Hofstra Professor Christopher Dippel, who directed that production of Hamlet, said, “The Hofstra Globe Stage gives us an opportunity to explore Shakespeare’s plays the way they were originally presented.”
Hofstra Drama Professor David Henderson, the designer of the Hofstra Globe Stage reconstruction, spent time abroad in consultation with the archivists and design staff of Shakespeare’s Globe in London. He is the only American college professor to have the opportunity to study the original plans.
The first Hofstra Globe Stage was built in 1951 under the direction of Donald (Doc) Swinney. It was based on the meticulous research of John Cranford Adams, Hofstra’s third president and a renowned Shakespearean scholar, whose dissertation was “The Globe Playhouse – Its Design and Construction.”
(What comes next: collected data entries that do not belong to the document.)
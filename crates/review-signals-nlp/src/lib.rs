//! NLP service layer for review-signals.
//!
//! The deterministic core feeds exact text to phrase-extraction,
//! topic-classification and sentiment services and consumes their outputs
//! unmodified. This crate defines those service seams, a deterministic
//! co-occurrence phrase extractor usable without any model, and the
//! keyword post-processing path.

pub mod keywords;
pub mod rake;
pub mod services;

pub use keywords::*;
pub use rake::*;
pub use services::*;
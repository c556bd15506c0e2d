//! Self-referential term exclusion.
//!
//! A comment about Humira for Crohn's disease inevitably names them; those
//! names must never count as discovered content. Each row gets its own
//! exclusion set built from its disease, treatment and antibody names plus
//! a fixed configured term list.

use std::collections::HashSet;

use crate::text::TextNormalizer;

/// Per-row set of terms excluded from a comment's tokens and keywords.
///
/// Carries both the individual normalized tokens and the space-joined form
/// of every source, so single-token and whole-name references are both
/// caught.
#[derive(Debug, Clone, Default)]
pub struct ExclusionSet {
    terms: HashSet<String>,
}

impl ExclusionSet {
    /// Build the exclusion set for one row.
    ///
    /// `sources` is the ordered list of the row's own field values
    /// (disease, treatment, antibody); adding a source is a one-element
    /// change at the call site. `fixed_terms` come from configuration and
    /// are taken lowercased as-is.
    pub fn build(
        sources: &[Option<&str>],
        fixed_terms: &[String],
        normalizer: &TextNormalizer,
    ) -> Self {
        let mut terms = HashSet::new();

        for source in sources.iter().copied().flatten() {
            let tokens = normalizer.normalize(Some(source));
            if tokens.is_empty() {
                continue;
            }
            terms.insert(tokens.join(" "));
            terms.extend(tokens);
        }
        for term in fixed_terms {
            terms.insert(term.to_lowercase());
        }

        Self { terms }
    }

    /// Whether a word is excluded.
    pub fn contains(&self, word: &str) -> bool {
        self.terms.contains(word)
    }

    /// Drop every token that matches an excluded term.
    pub fn filter_tokens(&self, tokens: &[String]) -> Vec<String> {
        tokens
            .iter()
            .filter(|token| !self.terms.contains(*token))
            .cloned()
            .collect()
    }

    /// Drop every phrase with at least one excluded constituent word.
    ///
    /// All-or-nothing: a phrase survives only if none of its words match.
    pub fn filter_phrases(&self, phrases: &[String]) -> Vec<String> {
        phrases
            .iter()
            .filter(|phrase| {
                phrase
                    .split_whitespace()
                    .all(|word| !self.terms.contains(word))
            })
            .cloned()
            .collect()
    }

    /// Number of excluded terms.
    pub fn len(&self) -> usize {
        self.terms.len()
    }

    /// Whether the set is empty.
    pub fn is_empty(&self) -> bool {
        self.terms.is_empty()
    }
}
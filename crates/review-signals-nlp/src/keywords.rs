//! Keyword post-processing.
//!
//! Raw comments go to the phrase extractor; every returned phrase is then
//! lemmatized into its joined form and passed through the row's exclusion
//! set, so the cohort's own disease/treatment/antibody names never surface
//! as discovered keywords.

use review_signals_core::analysis::ExclusionSet;
use review_signals_core::text::TextNormalizer;

use crate::services::{NlpResult, PhraseExtractor};

/// The extract → lemmatize → exclude keyword path for one run.
pub struct KeywordPipeline<'a, E: PhraseExtractor> {
    extractor: &'a E,
    normalizer: &'a TextNormalizer,
}

impl<'a, E: PhraseExtractor> KeywordPipeline<'a, E> {
    /// Create a keyword pipeline sharing the run's normalizer.
    pub fn new(extractor: &'a E, normalizer: &'a TextNormalizer) -> Self {
        Self {
            extractor,
            normalizer,
        }
    }

    /// Keywords for one comment, filtered through the row's exclusion set.
    ///
    /// A missing comment yields no keywords; extractor failures propagate
    /// and stay scoped to this row.
    pub fn keywords_for(
        &self,
        comment: Option<&str>,
        exclusion: &ExclusionSet,
    ) -> NlpResult<Vec<String>> {
        let Some(comment) = comment else {
            return Ok(Vec::new());
        };

        let ranked = self.extractor.extract(comment)?;
        let lemmatized: Vec<String> = ranked
            .iter()
            .map(|r| self.normalizer.normalize_joined(Some(&r.phrase)))
            .filter(|phrase| !phrase.is_empty())
            .collect();

        Ok(exclusion.filter_phrases(&lemmatized))
    }
}

#[cfg(test)]
mod tests {
    use super::*;
    use crate::rake::CooccurrenceExtractor;

    fn exclusion_for(normalizer: &TextNormalizer) -> ExclusionSet {
        ExclusionSet::build(
            &[Some("Crohn's Disease"), Some("Humira"), Some("adalimumab")],
            &["uc".to_string()],
            normalizer,
        )
    }

    #[test]
    fn test_keywords_are_lemmatized_and_filtered() {
        let normalizer = TextNormalizer::new();
        let extractor = CooccurrenceExtractor::new(1, 3);
        let pipeline = KeywordPipeline::new(&extractor, &normalizer);
        let exclusion = exclusion_for(&normalizer);

        let keywords = pipeline
            .keywords_for(
                Some("Humira cured my severe stomach cramps, but the headaches stayed"),
                &exclusion,
            )
            .unwrap();

        // "humira cured" is dropped whole; surviving phrases are lemmatized.
        assert!(keywords.iter().any(|k| k == "severe stomach cramp"));
        assert!(keywords.iter().any(|k| k == "headache stayed"));
        assert!(keywords.iter().all(|k| !k.contains("humira")));
    }

    #[test]
    fn test_missing_comment_yields_no_keywords() {
        let normalizer = TextNormalizer::new();
        let extractor = CooccurrenceExtractor::default();
        let pipeline = KeywordPipeline::new(&extractor, &normalizer);
        let exclusion = exclusion_for(&normalizer);

        assert!(pipeline.keywords_for(None, &exclusion).unwrap().is_empty());
    }

    #[test]
    fn test_phrase_with_excluded_word_dropped_whole() {
        let normalizer = TextNormalizer::new();
        let extractor = CooccurrenceExtractor::new(1, 3);
        let pipeline = KeywordPipeline::new(&extractor, &normalizer);
        let exclusion = exclusion_for(&normalizer);

        let keywords = pipeline
            .keywords_for(Some("crohn flare pain again"), &exclusion)
            .unwrap();

        // "crohn flare pain" contains an excluded word, so the whole
        // phrase goes, not just the word.
        assert!(keywords.iter().all(|k| !k.contains("flare")));
    }
}
//! Pipeline orchestration.
//!
//! Phases, in order:
//!
//! 1. annotate: parse the medication label, apply the cohort filter,
//!    normalize the comment and strip the row's own terms (row-parallel)
//! 2. barrier: build the treatment vocabulary and compile the marker
//!    dictionary; both must be complete before any row scan starts
//! 3. scan: fuzzy treatment mentions and marker detection (row-parallel)
//!
//! Every per-row operation is a pure function of the row plus the shared
//! read-only configuration, so workers never lock, and output is identical
//! for any batch split.

use rayon::prelude::*;
use serde::Serialize;
use thiserror::Error;
use tracing::{debug, info, warn};

use crate::analysis::{
    ChangeDetector, CohortFilter, CompiledTopic, ExclusionSet, MarkerMatcher, TreatmentVocabulary,
};
use crate::config::{ConfigError, RunConfig};
use crate::dataset::{self, DatasetError};
use crate::export::{self, ExportError, ExportResult};
use crate::label::LabelParser;
use crate::models::{AnnotatedReview, MarkerEvent, ReviewRecord, TreatmentChangeEvent};
use crate::text::TextNormalizer;

/// Pipeline errors.
#[derive(Error, Debug)]
pub enum PipelineError {
    #[error(transparent)]
    Config(#[from] ConfigError),

    #[error(transparent)]
    Dataset(#[from] DatasetError),

    #[error(transparent)]
    Export(#[from] ExportError),
}

pub type PipelineResult<T> = Result<T, PipelineError>;

/// The three output tables of one run.
#[derive(Debug, Clone, Serialize)]
pub struct PipelineOutput {
    pub reviews: Vec<AnnotatedReview>,
    pub marker_events: Vec<MarkerEvent>,
    pub change_events: Vec<TreatmentChangeEvent>,
}

impl PipelineOutput {
    /// Serialize all three tables as one JSON document.
    pub fn to_json(&self) -> Result<String, serde_json::Error> {
        serde_json::to_string_pretty(self)
    }
}

/// The full deterministic pipeline.
pub struct Pipeline {
    config: RunConfig,
    parser: LabelParser,
    normalizer: TextNormalizer,
}

impl Pipeline {
    /// Create a pipeline from a validated configuration.
    pub fn new(config: RunConfig) -> Self {
        Self {
            config,
            parser: LabelParser::new(),
            normalizer: TextNormalizer::new(),
        }
    }

    /// The configuration this pipeline runs with.
    pub fn config(&self) -> &RunConfig {
        &self.config
    }

    /// Load the configured dataset, run, and write the configured outputs.
    pub fn execute(&self) -> PipelineResult<PipelineOutput> {
        let records = dataset::load_reviews(&self.config.input_path)?;
        info!(rows = records.len(), "dataset loaded");

        let output = self.run(records);
        self.write_outputs(&output)?;
        Ok(output)
    }

    /// Run the pipeline over in-memory records.
    pub fn run(&self, records: Vec<ReviewRecord>) -> PipelineOutput {
        let total = records.len();
        let mut reviews = self.annotate(records);
        info!(kept = reviews.len(), total, "rows annotated and filtered");

        // Barrier: shared dictionaries are fully built before any row scan.
        let vocabulary = TreatmentVocabulary::from_rows(&reviews);
        let matcher = MarkerMatcher::new(&self.normalizer);
        let topics: Vec<CompiledTopic> = self
            .config
            .topics
            .iter()
            .map(|(name, topic)| {
                matcher.compile_topic(name, &topic.disease, topic.markers.clone())
            })
            .collect();
        info!(
            treatments = vocabulary.len(),
            topics = topics.len(),
            "vocabulary and marker dictionary built"
        );

        let detector = ChangeDetector::new(&vocabulary, self.config.fuzzy_threshold);
        reviews.par_iter_mut().for_each(|row| {
            if let Some(treatment) = row.descriptor.treatment.as_deref() {
                if !treatment.is_empty() {
                    row.fuzzy = Some(detector.analyze(
                        treatment,
                        row.record.comment.as_deref(),
                        row.record.rate,
                    ));
                }
            }
        });

        let marker_events: Vec<MarkerEvent> = topics
            .iter()
            .flat_map(|topic| {
                let events = matcher.match_topic(&reviews, topic);
                debug!(topic = %topic.topic, hits = events.len(), "topic matched");
                events
            })
            .collect();

        let change_events: Vec<TreatmentChangeEvent> = reviews
            .iter()
            .flat_map(|row| {
                row.fuzzy
                    .as_ref()
                    .map(|fuzzy| detector.events_for(&row.record.text_index, fuzzy))
                    .unwrap_or_default()
            })
            .collect();

        info!(
            markers = marker_events.len(),
            changes = change_events.len(),
            "scan complete"
        );

        PipelineOutput {
            reviews,
            marker_events,
            change_events,
        }
    }

    /// Phase 1: parse, filter and normalize rows.
    fn annotate(&self, records: Vec<ReviewRecord>) -> Vec<AnnotatedReview> {
        let cohort = CohortFilter::new(
            self.config.diseases.clone(),
            self.config.antibodies.clone(),
            self.config.treatments.clone(),
        );

        records
            .into_par_iter()
            .filter_map(|record| {
                if record.medication.is_none() {
                    warn!(text_index = %record.text_index, "row has no medication label");
                }
                let descriptor = self.parser.parse(record.medication.as_deref());
                if !cohort.matches(&descriptor) {
                    return None;
                }

                let tokens = self.normalizer.normalize(record.comment.as_deref());
                let exclusion = ExclusionSet::build(
                    &[
                        descriptor.disease.as_deref(),
                        descriptor.treatment.as_deref(),
                        descriptor.antibody.as_deref(),
                    ],
                    &self.config.excluded_terms,
                    &self.normalizer,
                );
                let comment_tokens = exclusion.filter_tokens(&tokens);

                Some(AnnotatedReview {
                    record,
                    descriptor,
                    comment_tokens,
                    fuzzy: None,
                })
            })
            .collect()
    }

    /// Write the configured output tables.
    fn write_outputs(&self, output: &PipelineOutput) -> ExportResult<()> {
        if let Some(path) = &self.config.output.annotated_reviews {
            let file = export::create_output_file(path)?;
            export::write_annotated_reviews(file, &output.reviews)?;
            info!(path = %path.display(), rows = output.reviews.len(), "annotated reviews written");
        }

        if let Some(dir) = &self.config.output.marker_events_dir {
            for (name, topic) in &self.config.topics {
                let events: Vec<MarkerEvent> = output
                    .marker_events
                    .iter()
                    .filter(|event| event.topic == *name)
                    .cloned()
                    .collect();
                let path = export::marker_table_path(dir, &topic.disease, name);
                let file = export::create_output_file(&path)?;
                export::write_marker_events(file, &events)?;
                info!(path = %path.display(), rows = events.len(), "marker events written");
            }
        }

        if let Some(path) = &self.config.output.treatment_changes {
            let file = export::create_output_file(path)?;
            export::write_treatment_changes(file, &output.change_events)?;
            info!(path = %path.display(), rows = output.change_events.len(), "treatment changes written");
        }

        Ok(())
    }
}
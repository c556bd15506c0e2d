//! Review-Signals Core Library
//!
//! Deterministic signal extraction from free-text patient medication
//! reviews.
//!
//! # Architecture
//!
//! ```text
//! reviews.csv → Label Parser ──► Cohort Filter
//!                                      │
//!                          Normalize comment + own terms
//!                                      │
//!                            Term Exclusion Filter
//!                                      │
//!             ┌────────────────────────┼────────────────────────┐
//!             │                        │                        │
//!   [treatment vocabulary]    [marker dictionary]       keyword/topic/
//!             │                        │                sentiment services
//!             ▼                        ▼                  (external)
//!      Fuzzy Change            Marker Matching
//!        Detector                  Engine
//!             │                        │
//!     change events            marker events
//! ```
//!
//! # Core Principle
//!
//! **Row-level data problems degrade, configuration problems abort.** A
//! missing comment or malformed label yields empty/`None` derived fields
//! and the row flows on; an invalid configuration stops the run before the
//! first row is touched.
//!
//! # Modules
//!
//! - [`models`]: Domain types (ReviewRecord, MedicationDescriptor, events)
//! - [`label`]: Medication label parsing
//! - [`text`]: Tokenization, stop words, lemmatization and stemming
//! - [`analysis`]: Cohort filter, term exclusion, marker matching, fuzzy
//!   treatment-change detection
//! - [`config`]: YAML run configuration
//! - [`dataset`]: Reviews CSV input
//! - [`export`]: Output tables
//! - [`pipeline`]: Phase orchestration

pub mod analysis;
pub mod config;
pub mod dataset;
pub mod export;
pub mod label;
pub mod models;
pub mod pipeline;
pub mod text;

// Re-export commonly used types
pub use analysis::{ChangeDetector, CohortFilter, ExclusionSet, MarkerMatcher, TreatmentVocabulary};
pub use config::{ConfigError, RunConfig, TopicConfig};
pub use label::LabelParser;
pub use models::{
    AnnotatedReview, FuzzyMentions, MarkerEvent, MedicationDescriptor, ReviewRecord,
    TreatmentChangeEvent, TreatmentType,
};
pub use pipeline::{Pipeline, PipelineError, PipelineOutput};
pub use text::{Stemmer, TextNormalizer};
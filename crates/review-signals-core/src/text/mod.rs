//! Text normalization.
//!
//! Pipeline: lowercase → strip punctuation → tokenize → drop stop words →
//! drop non-alphabetic tokens → lemmatize.
//!
//! Normalization is deterministic and idempotent: re-normalizing a joined
//! normalized sequence reproduces the sequence. Missing input yields an
//! empty sequence, never an error.

mod lemma;
mod stem;
mod stopwords;

pub use lemma::*;
pub use stem::*;
pub use stopwords::*;

use std::collections::HashSet;

/// Normalizer turning free text into canonical token sequences.
///
/// Holds its stop-word set and lemmatizer explicitly so per-run variation
/// and parallel use stay safe; construct once and share by reference.
pub struct TextNormalizer {
    stop_words: HashSet<String>,
    lemmatizer: Lemmatizer,
}

impl Default for TextNormalizer {
    fn default() -> Self {
        Self::new()
    }
}

impl TextNormalizer {
    /// Create a normalizer with the English stop-word set.
    pub fn new() -> Self {
        Self::with_stop_words(STOP_WORDS.iter().map(|s| s.to_string()).collect())
    }

    /// Create a normalizer with a custom stop-word set.
    pub fn with_stop_words(stop_words: HashSet<String>) -> Self {
        Self {
            stop_words,
            lemmatizer: Lemmatizer::new(),
        }
    }

    /// Normalize text into an ordered token sequence.
    ///
    /// Duplicates are retained and order is preserved: this is a sequence,
    /// not a set.
    pub fn normalize(&self, text: Option<&str>) -> Vec<String> {
        let Some(text) = text else {
            return Vec::new();
        };

        // Punctuation becomes a token boundary, so "side-effects" splits
        // into two tokens instead of merging into one word.
        let depunctuated: String = text
            .to_lowercase()
            .trim()
            .chars()
            .map(|c| if c.is_ascii_punctuation() { ' ' } else { c })
            .collect();

        depunctuated
            .split_whitespace()
            .filter(|token| !self.stop_words.contains(*token))
            .filter(|token| token.chars().all(|c| c.is_alphabetic()))
            .map(|token| self.lemmatizer.lemmatize(token))
            .filter(|lemma| !self.stop_words.contains(lemma))
            .collect()
    }

    /// Normalize text into a single space-joined string.
    ///
    /// Used where a multi-word name must compare as one unit.
    pub fn normalize_joined(&self, text: Option<&str>) -> String {
        self.normalize(text).join(" ")
    }

    /// Whether a token is in this normalizer's stop-word set.
    pub fn is_stop_word(&self, token: &str) -> bool {
        self.stop_words.contains(token)
    }
}

#[cfg(test)]
mod tests {
    use super::*;

    #[test]
    fn test_basic_normalization() {
        let normalizer = TextNormalizer::new();

        assert_eq!(
            normalizer.normalize(Some("The Side-Effects were awful!!")),
            vec!["side", "effect", "awful"]
        );
    }

    #[test]
    fn test_missing_and_empty_input() {
        let normalizer = TextNormalizer::new();

        assert_eq!(normalizer.normalize(None), Vec::<String>::new());
        assert_eq!(normalizer.normalize(Some("")), Vec::<String>::new());
        assert_eq!(normalizer.normalize(Some("   ")), Vec::<String>::new());
    }

    #[test]
    fn test_non_alphabetic_tokens_dropped() {
        let normalizer = TextNormalizer::new();

        assert_eq!(
            normalizer.normalize(Some("took 40mg twice daily in 2021")),
            vec!["took", "twice", "daily"]
        );
    }

    #[test]
    fn test_duplicates_and_order_preserved() {
        let normalizer = TextNormalizer::new();

        assert_eq!(
            normalizer.normalize(Some("pain pain went away")),
            vec!["pain", "pain", "went", "away"]
        );
    }

    #[test]
    fn test_joined_form() {
        let normalizer = TextNormalizer::new();

        assert_eq!(
            normalizer.normalize_joined(Some("Crohn's Disease")),
            "crohn disease"
        );
    }

    #[test]
    fn test_idempotent() {
        let normalizer = TextNormalizer::new();

        for text in [
            "The Side-Effects were awful!!",
            "Humira worked wonders for my Crohn's Disease",
            "switched from Remicade after 2 years; no more cramps",
        ] {
            let once = normalizer.normalize(Some(text));
            let joined = once.join(" ");
            let twice = normalizer.normalize(Some(&joined));
            assert_eq!(once, twice, "normalization not idempotent for {text:?}");
        }
    }

    #[test]
    fn test_stop_word_lemma_dropped() {
        let normalizer = TextNormalizer::new();

        // "wills" survives the raw stop-word filter but lemmatizes to a
        // stop word; idempotence requires dropping it.
        assert_eq!(normalizer.normalize(Some("wills")), Vec::<String>::new());
    }
}
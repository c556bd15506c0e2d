//! Batch entry point: load a run configuration, process the dataset,
//! write the output tables.

use std::path::PathBuf;

use anyhow::Context;
use clap::Parser;
use tracing::info;
use tracing_subscriber::EnvFilter;

use review_signals_core::config::RunConfig;
use review_signals_core::pipeline::Pipeline;

#[derive(Parser, Debug)]
#[command(name = "review-signals", about = "Extract structured signal from patient medication reviews")]
struct Args {
    /// Path to the run configuration
    #[arg(long, default_value = "config.yaml")]
    config: PathBuf,

    /// Override the configured fuzzy-match threshold (0-100)
    #[arg(long)]
    threshold: Option<u32>,
}

fn main() -> anyhow::Result<()> {
    tracing_subscriber::fmt()
        .with_env_filter(EnvFilter::try_from_default_env().unwrap_or_else(|_| "info".into()))
        .init();

    let args = Args::parse();

    let mut config = RunConfig::load(&args.config)
        .with_context(|| format!("loading config from {}", args.config.display()))?;
    if let Some(threshold) = args.threshold {
        config.fuzzy_threshold = threshold;
        config.validate().context("applying --threshold override")?;
    }

    let pipeline = Pipeline::new(config);
    let output = pipeline.execute().context("running pipeline")?;

    info!(
        reviews = output.reviews.len(),
        marker_events = output.marker_events.len(),
        change_events = output.change_events.len(),
        "run complete"
    );

    Ok(())
}
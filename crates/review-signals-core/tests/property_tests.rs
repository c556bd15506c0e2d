//! Property tests for the deterministic core.

use proptest::prelude::*;

use review_signals_core::analysis::{
    change_score, ChangeDetector, CohortFilter, ExclusionSet, MarkerMatcher, TreatmentVocabulary,
};
use review_signals_core::label::LabelParser;
use review_signals_core::models::{AnnotatedReview, MedicationDescriptor, ReviewRecord};
use review_signals_core::text::TextNormalizer;

fn review_with(
    text_index: usize,
    treatment: Option<String>,
    disease: Option<String>,
    comment_tokens: Vec<String>,
) -> AnnotatedReview {
    AnnotatedReview {
        record: ReviewRecord {
            text_index: text_index.to_string(),
            medication: None,
            comment: None,
            rate: 5,
        },
        descriptor: MedicationDescriptor {
            treatment,
            disease,
            antibody: None,
            treatment_type: None,
        },
        comment_tokens,
        fuzzy: None,
    }
}

proptest! {
    #[test]
    fn normalization_is_idempotent(text in "[ -~]{0,120}") {
        let normalizer = TextNormalizer::new();

        let once = normalizer.normalize(Some(&text));
        let joined = once.join(" ");
        let twice = normalizer.normalize(Some(&joined));

        prop_assert_eq!(once, twice);
    }

    #[test]
    fn normalization_is_idempotent_over_unicode(text in "\\PC{0,60}") {
        let normalizer = TextNormalizer::new();

        let once = normalizer.normalize(Some(&text));
        let joined = once.join(" ");
        let twice = normalizer.normalize(Some(&joined));

        prop_assert_eq!(once, twice);
    }

    #[test]
    fn label_parser_is_total(label in "\\PC{0,120}") {
        let parser = LabelParser::new();

        // Must not panic; extracted fields are trimmed and non-empty.
        let descriptor = parser.parse(Some(&label));
        for field in [&descriptor.treatment, &descriptor.disease, &descriptor.antibody] {
            if let Some(value) = field {
                prop_assert!(!value.is_empty());
                prop_assert_eq!(value.trim(), value.as_str());
            }
        }
    }

    #[test]
    fn excluded_word_never_survives(
        text in "[a-z]{2,8}( [a-z]{2,8}){0,14}",
        pick in any::<prop::sample::Index>(),
    ) {
        let normalizer = TextNormalizer::new();
        let tokens = normalizer.normalize(Some(&text));
        prop_assume!(!tokens.is_empty());

        let word = tokens[pick.index(tokens.len())].clone();
        let set = ExclusionSet::build(&[Some(word.as_str())], &[], &normalizer);

        let filtered = set.filter_tokens(&tokens);
        prop_assert!(!filtered.contains(&word));

        // A phrase containing the word is dropped whole, not trimmed. The
        // filler words carry digits, so they can never collide with the
        // purely alphabetic exclusion terms.
        let phrase = format!("w0 {word} w9");
        let kept = set.filter_phrases(&[phrase, "w0 w9".to_string()]);
        prop_assert_eq!(kept, vec!["w0 w9".to_string()]);
    }

    #[test]
    fn cohort_filters_commute(
        rows in prop::collection::vec(("[a-c]", "[x-z]"), 0..30),
        diseases in prop::collection::vec("[a-c]", 0..3),
        antibodies in prop::collection::vec("[x-z]", 0..3),
    ) {
        let reviews: Vec<MedicationDescriptor> = rows
            .into_iter()
            .map(|(disease, antibody)| MedicationDescriptor {
                treatment: None,
                disease: Some(disease),
                antibody: Some(antibody),
                treatment_type: None,
            })
            .collect();

        let by_disease = CohortFilter::new(diseases.clone(), vec![], vec![]);
        let by_antibody = CohortFilter::new(vec![], antibodies.clone(), vec![]);

        let disease_first: Vec<&MedicationDescriptor> = reviews
            .iter()
            .filter(|d| by_disease.matches(d))
            .filter(|d| by_antibody.matches(d))
            .collect();
        let antibody_first: Vec<&MedicationDescriptor> = reviews
            .iter()
            .filter(|d| by_antibody.matches(d))
            .filter(|d| by_disease.matches(d))
            .collect();

        prop_assert_eq!(disease_first, antibody_first);
    }

    #[test]
    fn adding_a_marker_phrase_is_monotonic(
        comments in prop::collection::vec(
            prop::collection::vec("[a-z]{2,6}", 0..8),
            1..12,
        ),
        base_phrase in "[a-z]{2,6}",
        extra_phrase in "[a-z]{2,6}",
    ) {
        let normalizer = TextNormalizer::new();
        let matcher = MarkerMatcher::new(&normalizer);

        let rows: Vec<AnnotatedReview> = comments
            .into_iter()
            .enumerate()
            .map(|(i, tokens)| {
                review_with(i, None, Some("Crohn's Disease".to_string()), tokens)
            })
            .collect();

        let narrow = matcher.compile_topic(
            "topic",
            "Crohn's Disease",
            vec![("marker".to_string(), vec![base_phrase.clone()])],
        );
        let wide = matcher.compile_topic(
            "topic",
            "Crohn's Disease",
            vec![("marker".to_string(), vec![base_phrase, extra_phrase])],
        );

        let narrow_hits: Vec<String> = matcher
            .match_topic(&rows, &narrow)
            .into_iter()
            .map(|e| e.text_index)
            .collect();
        let wide_hits: Vec<String> = matcher
            .match_topic(&rows, &wide)
            .into_iter()
            .map(|e| e.text_index)
            .collect();

        for hit in &narrow_hits {
            prop_assert!(wide_hits.contains(hit));
        }
    }

    #[test]
    fn delta_is_mentions_minus_own_treatment(
        vocab_words in prop::collection::hash_set("[A-Z][a-z]{3,8}", 1..6),
        comment_words in prop::collection::vec("[A-Za-z]{2,9}", 0..12),
        own_pick in any::<prop::sample::Index>(),
        rate in 1u8..=10,
    ) {
        let vocab_words: Vec<String> = vocab_words.into_iter().collect();
        let rows: Vec<AnnotatedReview> = vocab_words
            .iter()
            .enumerate()
            .map(|(i, t)| review_with(i, Some(t.clone()), None, vec![]))
            .collect();
        let vocabulary = TreatmentVocabulary::from_rows(&rows);

        let own = vocab_words[own_pick.index(vocab_words.len())].clone();
        let comment = comment_words.join(" ");
        let detector = ChangeDetector::new(&vocabulary, 80);

        let mentions = detector.analyze(&own, Some(&comment), rate);

        let expected_delta: Vec<String> = mentions
            .treatments_in_comment
            .iter()
            .filter(|m| *m != &own)
            .cloned()
            .collect();
        prop_assert_eq!(&mentions.delta_treatment, &expected_delta);

        if !mentions.treatments_in_comment.contains(&own) {
            prop_assert_eq!(&mentions.delta_treatment, &mentions.treatments_in_comment);
        }

        // Score is in band, and None exactly when the delta is empty.
        match mentions.change_score {
            None => prop_assert!(mentions.delta_treatment.is_empty()),
            Some(score) => {
                prop_assert!(!mentions.delta_treatment.is_empty());
                prop_assert!((-2..=2).contains(&score));
            }
        }
    }

    #[test]
    fn change_score_stays_in_band(rate in any::<u8>()) {
        prop_assert!((-2..=2).contains(&change_score(rate)));
    }
}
The 5/6 replica was completed in time for Hofstra’s second Shakespeare Festival and erected in the campus gymnasium. The Globe stage was given a permanent home in 1958 in the Hofstra Playhouse (later renamed the John Cranford Adams Playhouse). For many decades, the Shakespeare Festival was presented on this Globe and featured many students who went on to success in the performing arts –the late Madeline Kahn, Susan Sullivan, Susan H. Schulman, Joe Morton, Phil Rosenthal, Tom McGowan, Peter Friedman and Margaret Colin, to name a few.
As Professor Henderson explained in a fall 2016 lecture about his research, the shape of the first Hofstra Globe stage was altered due to fire code, and it became used more sporadically due to age and the strain of building and dismantling it for so many years. But in the end, new research led to the first stage’s retirement in 2008.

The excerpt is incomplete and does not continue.